Não vou dizer, porém, que não se nota em Lopes de Araújo, sobretudo neste livro que agora se publica, uma certa luta para alterar a perspectiva com que este peso de ameaça sobre a vida é, na sua poesia, agressiva. Este esforço de libertação ocorre com o advento da segunda metade da existência, quer seja por uma experiência mais favorável, quer seja por uma sabedoria de resignação. Com efeito, para além da meditação sentimentalmente elaborada sobre as situações que oprimem o homem, singular ou colectivamente, afloram com frequência, nos últimos livros, motivos humanos a que a lírica popular oferece modelos, sem que, naturalmente, o Poeta Lopes de Araújo se tenha tornado outro.

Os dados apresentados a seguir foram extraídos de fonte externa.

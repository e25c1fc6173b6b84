use async_trait::async_trait;
use wfactory_template::Template;

use crate::error::SourceError;

/// Locates and parses workflow descriptions by name.
#[async_trait]
pub trait TemplateSource: Send + Sync {
  /// Load the template registered under `name`.
  ///
  /// Returns `SourceError::NotFound` when no description exists and
  /// `SourceError::Parse` when it cannot be parsed.
  async fn load(&self, name: &str) -> Result<Template, SourceError>;
}
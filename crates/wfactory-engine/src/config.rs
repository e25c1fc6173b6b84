use std::path::Path;
use std::time::Duration;

use serde::{Deserialize, Serialize};

use crate::error::FactoryError;

const DEFAULT_LEDGER_CAPACITY: usize = 3;
const DEFAULT_LOAD_TIMEOUT_MS: u64 = 30_000;

/// Configuration for the workflow factory.
///
/// ```json
/// { "ledger_capacity": 3, "load_timeout_ms": 30000 }
/// ```
/// Missing fields take their defaults.
#[derive(Debug, Clone, PartialEq, Eq, Serialize, Deserialize)]
pub struct FactoryConfig {
  /// Number of instance slots kept per template.
  #[serde(default = "default_ledger_capacity")]
  pub ledger_capacity: usize,

  /// Upper bound on waiting for an in-flight template load.
  #[serde(default = "default_load_timeout_ms")]
  pub load_timeout_ms: u64,
}

fn default_ledger_capacity() -> usize {
  DEFAULT_LEDGER_CAPACITY
}

fn default_load_timeout_ms() -> u64 {
  DEFAULT_LOAD_TIMEOUT_MS
}

impl Default for FactoryConfig {
  fn default() -> Self {
    Self {
      ledger_capacity: DEFAULT_LEDGER_CAPACITY,
      load_timeout_ms: DEFAULT_LOAD_TIMEOUT_MS,
    }
  }
}

impl FactoryConfig {
  /// Read a JSON configuration file and validate it.
  pub fn from_file(path: impl AsRef<Path>) -> Result<Self, FactoryError> {
    let path = path.as_ref();
    let content = std::fs::read_to_string(path).map_err(|e| FactoryError::InvalidConfig {
      message: format!("{}: {e}", path.display()),
    })?;
    let config: FactoryConfig =
      serde_json::from_str(&content).map_err(|e| FactoryError::InvalidConfig {
        message: format!("{}: {e}", path.display()),
      })?;
    config.validate()?;
    Ok(config)
  }

  pub fn validate(&self) -> Result<(), FactoryError> {
    if self.ledger_capacity == 0 {
      return Err(FactoryError::InvalidConfig {
        message: "ledger_capacity must be at least 1".to_string(),
      });
    }
    Ok(())
  }

  pub fn load_timeout(&self) -> Duration {
    Duration::from_millis(self.load_timeout_ms)
  }
}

Lopes de Araújo conseguiu, sobretudo no soneto, uma forma literária em extremo correcta, reconhecida, por exemplo, por Alfredo Guisado, que o incluiu na antologia dos melhores sonetos da página de letras que por 1952, o diário lisboeta “ República “ publicava. Por isso também Oliveira San-Bento, poeta micaelense que prefaciou " Noite de Alma " , destacou a perfeição clássica da sua forma literária.

Eduíno de Jesus, por seu lado, salientou o timbre genuíno da “ nota romântica “ de " Noite de Alma " .

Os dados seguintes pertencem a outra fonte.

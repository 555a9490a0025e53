//! Read-only observation of a running navigator.
//!
//! Observers cannot mutate or steer the planner. The driver hands each one the
//! step outcome plus a snapshot after every committed step, which is where
//! external collaborators (spike encoders, recorders, progress output) attach.

mod spikes;

pub use spikes::SpikeSchedule;

use crate::grid::Cell;
use crate::navigator::{NavStatus, Navigator, StepOutcome};

/// A read-only snapshot of the navigator between two steps.
#[derive(Debug, Clone, PartialEq, Eq)]
pub struct NavigatorSnapshot {
    pub current: Cell,
    pub previous: Cell,
    pub status: NavStatus,
    pub backtracking: bool,
    pub steps: u32,
    pub dead_ends: u32,
    pub repeated_iterations: u32,
    pub path_len: usize,
}

pub struct NavigatorAdapter<'a> {
    nav: &'a Navigator,
}

impl<'a> NavigatorAdapter<'a> {
    pub fn new(nav: &'a Navigator) -> Self {
        Self { nav }
    }

    pub fn snapshot(&self) -> NavigatorSnapshot {
        let state = self.nav.state();
        NavigatorSnapshot {
            current: state.current(),
            previous: state.previous(),
            status: state.status(),
            backtracking: state.backtracking(),
            steps: state.steps(),
            dead_ends: state.dead_ends(),
            repeated_iterations: state.repeated_iterations(),
            path_len: state.path().len(),
        }
    }
}

/// Receives every step of a run, in order.
pub trait StepObserver {
    fn on_step(&mut self, outcome: &StepOutcome, snapshot: &NavigatorSnapshot);

    fn on_finish(&mut self, _status: NavStatus) {}

    /// Checked at each step boundary; returning `true` aborts the run there.
    fn should_stop(&self) -> bool {
        false
    }
}

/// Ignores everything.
#[derive(Debug, Clone, Copy, Default)]
pub struct NoopObserver;

impl StepObserver for NoopObserver {
    fn on_step(&mut self, _outcome: &StepOutcome, _snapshot: &NavigatorSnapshot) {}
}

/// Stops a run after a fixed number of steps.
#[derive(Debug, Clone, Copy)]
pub struct StepBudget {
    remaining: u32,
}

impl StepBudget {
    pub fn new(steps: u32) -> Self {
        Self { remaining: steps }
    }
}

impl StepObserver for StepBudget {
    fn on_step(&mut self, _outcome: &StepOutcome, _snapshot: &NavigatorSnapshot) {
        self.remaining = self.remaining.saturating_sub(1);
    }

    fn should_stop(&self) -> bool {
        self.remaining == 0
    }
}
//! # gridnav
//!
//! A deterministic grid navigator: it explores a grid cell by cell, greedily
//! steps toward a target by Manhattan distance, backtracks out of dead ends
//! and emits one command (up, left, right, down) per step.
//!
//! ## Quick Start
//!
//! ```
//! use gridnav::prelude::*;
//!
//! // 4x4 grid with an obstacle at (2, 2) (linear index 11)
//! let world = GridWorld::new(4, 4, &[11]).unwrap();
//! let mut nav = Navigator::new(
//!     world,
//!     Cell::new(2, 0),
//!     Cell::new(0, 3),
//!     NavigatorConfig::default(),
//! )
//! .unwrap();
//!
//! while !nav.status().is_terminal() {
//!     let outcome = nav.step().unwrap();
//!     if let Some(cmd) = outcome.command {
//!         println!("{}", cmd.code());
//!     }
//! }
//! assert_eq!(nav.status(), NavStatus::Finished);
//! ```
//!
//! ## Feature Flags
//!
//! - `serde` (default): Serialization of configs and reports, JSON loading
//! - `parallel`: Run batch experiments on the rayon thread pool
//!
//! ## Modules
//!
//! - [`grid`]: Cells, bounds and obstacles
//! - [`navigator`]: The planner state machine
//! - [`annotator`]: Output-map classification
//! - [`driver`]: Run-to-completion loop
//! - [`report`]: Map rendering and result files
//! - [`observer`]: Read-only observation adapters
//! - [`experiments`]: Preset and JSON-defined experiments, batch runs

#[path = "core/error.rs"]
pub mod error;

#[path = "core/grid.rs"]
pub mod grid;

#[path = "core/direction.rs"]
pub mod direction;

#[path = "core/navigator.rs"]
pub mod navigator;

#[path = "core/annotator.rs"]
pub mod annotator;

#[path = "core/driver.rs"]
pub mod driver;

#[path = "core/report.rs"]
pub mod report;

pub mod experiments;
pub mod observer;

/// Prelude module for convenient imports.
///
/// ```
/// use gridnav::prelude::*;
/// ```
pub mod prelude {
    pub use crate::annotator::{
        CellClassification, ClassificationEvent, ClassificationGrid, MapAnnotator,
    };
    pub use crate::direction::Direction;
    pub use crate::driver::{navigate, run_to_end, NavigationRun};
    pub use crate::error::{NavError, Result};
    pub use crate::experiments::ExperimentConfig;
    pub use crate::grid::{Cell, GridWorld, LinearIndex};
    pub use crate::navigator::{NavStatus, Navigator, NavigatorConfig, StepOutcome};
    pub use crate::observer::{NoopObserver, SpikeSchedule, StepObserver};
}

Seria, todavia, inexacto dizer que a estética literária de Lopes de Araújo se limitou ao soneto ou ao decassílabo . Na redondilha e no verso livre alguns dos seus poemas são de grande densidade emotiva e atingem destacada expressão formal.

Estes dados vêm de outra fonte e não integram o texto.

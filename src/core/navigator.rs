//! Greedy cell-by-cell navigator with dead-end backtracking.
//!
//! Each [`Navigator::step`] scans the four neighbours of the current cell,
//! advances to the free neighbour closest to the target (Manhattan distance),
//! or, when none is free, pops the path history and retreats one cell. The run
//! ends when the target is reached or when the dead-end threshold / safety cap
//! marks it unachievable.

#[cfg(feature = "serde")]
use serde::{Deserialize, Serialize};
use tracing::{debug, info, warn};

use crate::annotator::{CellClassification, ClassificationEvent};
use crate::direction::Direction;
use crate::error::{NavError, Result};
use crate::grid::{Cell, GridWorld, LinearIndex};

/// Tunables for a navigation run.
#[derive(Debug, Clone, Copy, PartialEq, Eq)]
#[cfg_attr(feature = "serde", derive(Serialize, Deserialize))]
#[cfg_attr(feature = "serde", serde(default))]
pub struct NavigatorConfig {
    /// Value of the shared iteration counter at which a dead end abandons the run.
    pub max_repeated_iteration: u32,
    /// Value of the shared iteration counter at which the run is forced to stop.
    pub safety_cap: u32,
}

impl Default for NavigatorConfig {
    fn default() -> Self {
        Self {
            max_repeated_iteration: 3,
            safety_cap: 200,
        }
    }
}

impl NavigatorConfig {
    pub fn with_max_repeated_iteration(mut self, v: u32) -> Self {
        self.max_repeated_iteration = v;
        self
    }

    pub fn with_safety_cap(mut self, v: u32) -> Self {
        self.safety_cap = v;
        self
    }

    /// Validate the configuration, returning an error message if invalid.
    pub fn validate(&self) -> core::result::Result<(), &'static str> {
        if self.max_repeated_iteration == 0 {
            return Err("max_repeated_iteration must be >= 1");
        }
        if self.safety_cap == 0 {
            return Err("safety_cap must be >= 1");
        }
        Ok(())
    }
}

#[derive(Debug, Clone, Copy, PartialEq, Eq)]
#[cfg_attr(feature = "serde", derive(Serialize, Deserialize))]
#[cfg_attr(feature = "serde", serde(rename_all = "snake_case"))]
pub enum NavStatus {
    Exploring,
    Backtracking,
    /// The current cell is the target.
    Finished,
    /// No continuation under the dead-end policy, or the safety cap fired.
    Unachievable,
}

impl NavStatus {
    pub fn is_terminal(self) -> bool {
        matches!(self, NavStatus::Finished | NavStatus::Unachievable)
    }

    pub fn as_str(self) -> &'static str {
        match self {
            NavStatus::Exploring => "exploring",
            NavStatus::Backtracking => "backtracking",
            NavStatus::Finished => "finished",
            NavStatus::Unachievable => "unachievable",
        }
    }
}

/// Mutable planner state. Only [`Navigator::step`] writes to it.
#[derive(Debug, Clone, PartialEq, Eq)]
pub struct NavigatorState {
    current: Cell,
    previous: Cell,
    /// Linear indices of occupied cells. A stack: retreating pops, it never dedups.
    path: Vec<LinearIndex>,
    backtracking: bool,
    repeated_iterations: u32,
    dead_ends: u32,
    steps: u32,
    status: NavStatus,
}

impl NavigatorState {
    fn new(start: Cell, start_idx: LinearIndex) -> Self {
        Self {
            current: start,
            previous: start,
            path: vec![start_idx],
            backtracking: false,
            repeated_iterations: 0,
            dead_ends: 0,
            steps: 0,
            status: NavStatus::Exploring,
        }
    }

    pub fn current(&self) -> Cell {
        self.current
    }

    pub fn previous(&self) -> Cell {
        self.previous
    }

    pub fn path(&self) -> &[LinearIndex] {
        &self.path
    }

    /// Once set, neighbours are never considered free again for this run.
    pub fn backtracking(&self) -> bool {
        self.backtracking
    }

    pub fn repeated_iterations(&self) -> u32 {
        self.repeated_iterations
    }

    pub fn dead_ends(&self) -> u32 {
        self.dead_ends
    }

    /// Committed moves so far.
    pub fn steps(&self) -> u32 {
        self.steps
    }

    pub fn status(&self) -> NavStatus {
        self.status
    }

    pub fn finished(&self) -> bool {
        self.status == NavStatus::Finished
    }

    pub fn unachievable(&self) -> bool {
        self.status == NavStatus::Unachievable
    }
}

/// Result of a single [`Navigator::step`].
#[derive(Debug, Clone, PartialEq, Eq)]
pub struct StepOutcome {
    /// `None` when the step ended the run without moving.
    pub command: Option<Direction>,
    pub status: NavStatus,
    pub free_neighbours: usize,
    pub dead_end: bool,
    /// Map writes in the order they were produced.
    pub events: Vec<ClassificationEvent>,
}

impl StepOutcome {
    fn idle(status: NavStatus) -> Self {
        Self {
            command: None,
            status,
            free_neighbours: 0,
            dead_end: false,
            events: Vec::new(),
        }
    }
}

enum Plan {
    Advance(Cell),
    Retreat(Cell),
    Abandon(&'static str),
}

/// The stateful planner for one run. Owns its world; runs never share state.
#[derive(Debug, Clone)]
pub struct Navigator {
    world: GridWorld,
    start: Cell,
    end: Cell,
    cfg: NavigatorConfig,
    state: NavigatorState,
}

impl Navigator {
    pub fn new(world: GridWorld, start: Cell, end: Cell, cfg: NavigatorConfig) -> Result<Self> {
        cfg.validate().map_err(NavError::config)?;
        world.check_endpoint("start", start)?;
        world.check_endpoint("end", end)?;
        if start == end {
            return Err(NavError::config(format!(
                "start and end coincide at {start}"
            )));
        }

        let state = NavigatorState::new(start, world.linear_index(start));
        Ok(Self {
            world,
            start,
            end,
            cfg,
            state,
        })
    }

    pub fn world(&self) -> &GridWorld {
        &self.world
    }

    pub fn start(&self) -> Cell {
        self.start
    }

    pub fn end(&self) -> Cell {
        self.end
    }

    pub fn config(&self) -> &NavigatorConfig {
        &self.cfg
    }

    pub fn state(&self) -> &NavigatorState {
        &self.state
    }

    pub fn status(&self) -> NavStatus {
        self.state.status
    }

    /// Advances the run by one cell.
    ///
    /// On a terminal navigator this is a no-op that returns no command.
    /// An [`NavError::AdjacencyViolation`] leaves the state untouched and is
    /// fatal for the run.
    pub fn step(&mut self) -> Result<StepOutcome> {
        if self.state.status.is_terminal() {
            return Ok(StepOutcome::idle(self.state.status));
        }

        let mut events = Vec::with_capacity(6);
        let (free, n_free) = self.scan_neighbours(&mut events);
        let free = &free[..n_free];

        let plan = match nearest_to_target(self.end, free) {
            Some(next) => Plan::Advance(next),
            None => self.plan_dead_end(),
        };

        let (next, dead_end) = match plan {
            Plan::Advance(next) => (next, false),
            Plan::Retreat(next) => (next, true),
            Plan::Abandon(reason) => {
                self.state.repeated_iterations += 1;
                self.state.dead_ends += 1;
                self.state.status = NavStatus::Unachievable;
                info!(
                    cell = %self.state.current,
                    dead_ends = self.state.dead_ends,
                    reason,
                    "navigation unachievable"
                );
                return Ok(StepOutcome {
                    command: None,
                    status: self.state.status,
                    free_neighbours: 0,
                    dead_end: true,
                    events,
                });
            }
        };

        let command =
            Direction::between(self.state.current, next).ok_or(NavError::AdjacencyViolation {
                from: self.state.current,
                to: next,
            })?;

        if dead_end {
            self.state.repeated_iterations += 1;
            self.state.dead_ends += 1;
            self.state.backtracking = true;
            self.state.path.pop();
            debug!(
                cell = %self.state.current,
                back_to = %next,
                repeated = self.state.repeated_iterations,
                "dead end, backtracking"
            );
        }

        self.commit_move(next, n_free, &mut events);
        debug!(
            to = %next,
            command = command.as_str(),
            free = n_free,
            status = self.state.status.as_str(),
            "step"
        );

        Ok(StepOutcome {
            command: Some(command),
            status: self.state.status,
            free_neighbours: n_free,
            dead_end,
            events,
        })
    }

    /// Classifies the in-bounds neighbours in scan order.
    ///
    /// Returns the free ones (not an obstacle, not in the path history, and
    /// only while not backtracking) in a fixed buffer plus their count.
    fn scan_neighbours(&self, events: &mut Vec<ClassificationEvent>) -> ([Cell; 4], usize) {
        let here = self.state.current;
        let mut free = [here; 4];
        let mut n = 0usize;

        for dir in Direction::SCAN_ORDER {
            let Some(cell) = self.world.neighbour(here, dir) else {
                continue;
            };
            if self.world.is_obstacle(cell) {
                events.push(ClassificationEvent::new(cell, CellClassification::Obstacle));
            } else if !self.state.backtracking
                && !self.state.path.contains(&self.world.linear_index(cell))
            {
                events.push(ClassificationEvent::new(cell, CellClassification::Free));
                free[n] = cell;
                n += 1;
            }
        }

        (free, n)
    }

    fn plan_dead_end(&self) -> Plan {
        if self.state.repeated_iterations + 1 >= self.cfg.max_repeated_iteration {
            return Plan::Abandon("dead-end threshold reached");
        }
        let len = self.state.path.len();
        if len <= 1 {
            return Plan::Abandon("path history exhausted");
        }
        match self.world.cell_at(self.state.path[len - 2]) {
            Some(cell) => Plan::Retreat(cell),
            None => Plan::Abandon("path history exhausted"),
        }
    }

    fn commit_move(&mut self, next: Cell, n_free: usize, events: &mut Vec<ClassificationEvent>) {
        let departed = self.state.current;
        self.state.previous = departed;
        self.state.current = next;
        self.state.path.push(self.world.linear_index(next));
        self.state.steps += 1;

        let departed_class = if n_free > 1 {
            CellClassification::Crossroad
        } else {
            CellClassification::PathStep
        };
        events.push(ClassificationEvent::new(departed, departed_class));

        if next == self.end {
            events.push(ClassificationEvent::new(next, CellClassification::End));
            self.state.status = NavStatus::Finished;
            info!(steps = self.state.steps, "navigation finished");
        } else {
            events.push(ClassificationEvent::new(next, CellClassification::PathStep));
            self.state.status = if self.state.backtracking {
                NavStatus::Backtracking
            } else {
                NavStatus::Exploring
            };
        }

        self.state.repeated_iterations += 1;
        if self.state.status != NavStatus::Finished
            && self.state.repeated_iterations >= self.cfg.safety_cap
        {
            warn!(cap = self.cfg.safety_cap, "safety cap reached, abandoning run");
            self.state.status = NavStatus::Unachievable;
        }
    }
}

/// The candidate closest to `target`; on equal distance the later candidate wins.
pub fn nearest_to_target(target: Cell, candidates: &[Cell]) -> Option<Cell> {
    let mut best: Option<(u32, Cell)> = None;
    for &cell in candidates {
        let d = cell.manhattan(target);
        if best.map_or(true, |(best_d, _)| d <= best_d) {
            best = Some((d, cell));
        }
    }
    best.map(|(_, cell)| cell)
}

Em " Falas do Coração ", de 1970 o soneto está mesmo ausente e é em extremo raro neste último livro Remos Partidos – metáfora de desalento que não impedirá, seguramente que nos brinde no futuro com outras obras poéticas em que a sua inspiração se revele com a mesma veemência de sempre e talvez em novas perspectivas de triunfo sobre a angústia de uma finitude que oprime pesadamente. É o que deixam prever alguns diálogos do poeta consigo próprio, como, por exemplo, no poema “ Quando … “ em que se interroga sobre a possibilidade de transformar a dor em alegria. Cremos que, aliás, o Poeta está insensivelmente nessa via, não obstante as notas desanimadas de " Remos Partidos " , a lembrarem que " Noite de Alma " está na sua génese.

Assim, pode dizer-se que só agora Lopes de Araújo começa a tomar consciência total do seu problema e, por via poética, vislumbra a sabedoria, que não será um repouso, mas a conquista de um longo esforço em que a sua sensibilidade tem emprestado à linguagem a musicalidade comovedora das suas palavras revoltadas contra o que impede os homens de serem livre e felizes. De facto, um dos lados da questão acaba por esclarecer-se : a liberdade e o poder do homem são finitos e é dentro da condição humana que temos de nos salvar.

O Bem como “ pão de cada dia “ , de que fala Lopes de Araújo, é uma forma muito feliz e acessível de reencontrar-se com a resposta que Antero, nosso conterrâneo, descobriu no Bem e na Consciência, no seu caminho de dúvidas e desesperos, à angústia do homem que não quer iludir-se na inautenticidade medíocre da satisfação e do contentamento consigo próprio. É preciso, porém, aceitá-la e trabalhá-la com decidida convicção, para que a “ Canção da liberdade “ possa ser cantada em uníssono na “ terra da nossa gente “ , “ sem escravos nem senhores “ , como o poeta a visiona.

E quem não a entenderá e estimará na voz da poesia, nesta Ilha do Santo Cristo ?


GUSTAVO DE FRAGA







DEDICATÓRIA


REMOS PARTIDOS “ são pedaços de um coração cansado de viver, mas nunca fatigado de amar.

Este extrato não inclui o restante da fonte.